(Stored data)
○ ○ ○

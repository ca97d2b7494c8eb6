//! Element trait for mapping Rust types to DType

use super::DType;
use bytemuck::{Pod, Zeroable};

/// Trait for types that can be elements of a tensor
///
/// This trait connects Rust's type system to the runtime dtype system.
/// It is implemented for the primitive numeric types and for `half::f16`
/// and `half::bf16`.
///
/// `bool` does not implement `Pod`; boolean tensors are stored as `u8`.
pub trait Element: Copy + Send + Sync + Pod + Zeroable + 'static {
    /// The corresponding DType for this Rust type
    const DTYPE: DType;

    /// Addition as the accumulate kernels apply it
    ///
    /// Integers wrap on overflow; floats follow IEEE rounding.
    fn accumulate(self, other: Self) -> Self;

    /// Convert to i64, truncating floating point values
    ///
    /// Used to read row indices on the host. `None` for values that do not
    /// fit, which only happens for `u64` above `i64::MAX`.
    fn to_i64(self) -> Option<i64>;
}

macro_rules! impl_element_int {
    ($($t:ty => $dtype:ident),* $(,)?) => {
        $(
            impl Element for $t {
                const DTYPE: DType = DType::$dtype;

                #[inline]
                fn accumulate(self, other: Self) -> Self {
                    self.wrapping_add(other)
                }

                #[inline]
                fn to_i64(self) -> Option<i64> {
                    i64::try_from(self).ok()
                }
            }
        )*
    };
}

impl_element_int!(
    i64 => I64,
    i32 => I32,
    i16 => I16,
    i8 => I8,
    u64 => U64,
    u32 => U32,
    u16 => U16,
    u8 => U8,
);

macro_rules! impl_element_float {
    ($($t:ty => $dtype:ident, $to_f32:expr),* $(,)?) => {
        $(
            impl Element for $t {
                const DTYPE: DType = DType::$dtype;

                #[inline]
                fn accumulate(self, other: Self) -> Self {
                    self + other
                }

                #[inline]
                fn to_i64(self) -> Option<i64> {
                    Some(($to_f32)(self) as i64)
                }
            }
        )*
    };
}

impl_element_float!(
    f64 => F64, |v: f64| v,
    f32 => F32, |v: f32| v,
);

// ============================================================================
// Half-precision floating point types
// ============================================================================

impl_element_float!(
    half::f16 => F16, half::f16::to_f32,
    half::bf16 => BF16, half::bf16::to_f32,
);

#[cfg(test)]
mod tests {
    use super::*;

    #[test]
    fn test_element_dtype() {
        assert_eq!(f64::DTYPE, DType::F64);
        assert_eq!(f32::DTYPE, DType::F32);
        assert_eq!(half::f16::DTYPE, DType::F16);
        assert_eq!(i32::DTYPE, DType::I32);
        assert_eq!(u8::DTYPE, DType::U8);
    }

    #[test]
    fn test_accumulate_wraps_integers() {
        assert_eq!(127i8.accumulate(1), -128);
        assert_eq!(255u8.accumulate(2), 1);
        assert_eq!(i64::MAX.accumulate(1), i64::MIN);
        assert_eq!(1.5f32.accumulate(0.25), 1.75);
        assert_eq!(
            half::f16::from_f32(1.5).accumulate(half::f16::from_f32(0.5)),
            half::f16::from_f32(2.0)
        );
    }

    #[test]
    fn test_to_i64() {
        assert_eq!((-3i8).to_i64(), Some(-3));
        assert_eq!(u32::MAX.to_i64(), Some(u32::MAX as i64));
        assert_eq!((i64::MAX as u64).to_i64(), Some(i64::MAX));
        assert_eq!((i64::MAX as u64 + 1).to_i64(), None);
        assert_eq!(u64::MAX.to_i64(), None);
        assert_eq!(2.9f64.to_i64(), Some(2));
    }
}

○ ○ ○

Could you retype every line of the data exactly?

Exercise solution:
repository ca97d2b7494c8eb6
//! Element trait for mapping Rust types to DType

use super::DType;
use bytemuck::{Pod, Zeroable};

/// Trait for types that can be elements of a tensor
///
/// This trait connects Rust's type system to the runtime dtype system.
/// It is implemented for the primitive numeric types and for `half::f16`
/// and `half::bf16`.
///
/// `bool` does not implement `Pod`; boolean tensors are stored as `u8`.
pub trait Element: Copy + Send + Sync + Pod + Zeroable + 'static {
    /// The corresponding DType for this Rust type
    const DTYPE: DType;

    /// Addition as the accumulate kernels apply it
    ///
    /// Integers wrap on overflow; floats follow IEEE rounding.
    fn accumulate(self, other: Self) -> Self;

    /// Convert to i64, truncating floating point values
    ///
    /// Used to read row indices on the host. `None` for values that do not
    /// fit, which only happens for `u64` above `i64::MAX`.
    fn to_i64(self) -> Option<i64>;
}

macro_rules! impl_element_int {
    ($($t:ty => $dtype:ident),* $(,)?) => {
        $(
            impl Element for $t {
                const DTYPE: DType = DType::$dtype;

                #[inline]
                fn accumulate(self, other: Self) -> Self {
                    self.wrapping_add(other)
                }

                #[inline]
                fn to_i64(self) -> Option<i64> {
                    i64::try_from(self).ok()
                }
            }
        )*
    };
}

impl_element_int!(
    i64 => I64,
    i32 => I32,
    i16 => I16,
    i8 => I8,
    u64 => U64,
    u32 => U32,
    u16 => U16,
    u8 => U8,
);

macro_rules! impl_element_float {
    ($($t:ty => $dtype:ident, $to_f32:expr),* $(,)?) => {
        $(
            impl Element for $t {
                const DTYPE: DType = DType::$dtype;

                #[inline]
                fn accumulate(self, other: Self) -> Self {
                    self + other
                }

                #[inline]
                fn to_i64(self) -> Option<i64> {
                    Some(($to_f32)(self) as i64)
                }
            }
        )*
    };
}

impl_element_float!(
    f64 => F64, |v: f64| v,
    f32 => F32, |v: f32| v,
);

// ============================================================================
// Half-precision floating point types
// ============================================================================

impl_element_float!(
    half::f16 => F16, half::f16::to_f32,
    half::bf16 => BF16, half::bf16::to_f32,
);

#[cfg(test)]
mod tests {
    use super::*;

    #[test]
    fn test_element_dtype() {
        assert_eq!(f64::DTYPE, DType::F64);
        assert_eq!(f32::DTYPE, DType::F32);
        assert_eq!(half::f16::DTYPE, DType::F16);
        assert_eq!(i32::DTYPE, DType::I32);
        assert_eq!(u8::DTYPE, DType::U8);
    }

    #[test]
    fn test_accumulate_wraps_integers() {
        assert_eq!(127i8.accumulate(1), -128);
        assert_eq!(255u8.accumulate(2), 1);
        assert_eq!(i64::MAX.accumulate(1), i64::MIN);
        assert_eq!(1.5f32.accumulate(0.25), 1.75);
        assert_eq!(
            half::f16::from_f32(1.5).accumulate(half::f16::from_f32(0.5)),
            half::f16::from_f32(2.0)
        );
    }

    #[test]
    fn test_to_i64() {
        assert_eq!((-3i8).to_i64(), Some(-3));
        assert_eq!(u32::MAX.to_i64(), Some(u32::MAX as i64));
        assert_eq!((i64::MAX as u64).to_i64(), Some(i64::MAX));
        assert_eq!((i64::MAX as u64 + 1).to_i64(), None);
        assert_eq!(u64::MAX.to_i64(), None);
        assert_eq!(2.9f64.to_i64(), Some(2));
    }
}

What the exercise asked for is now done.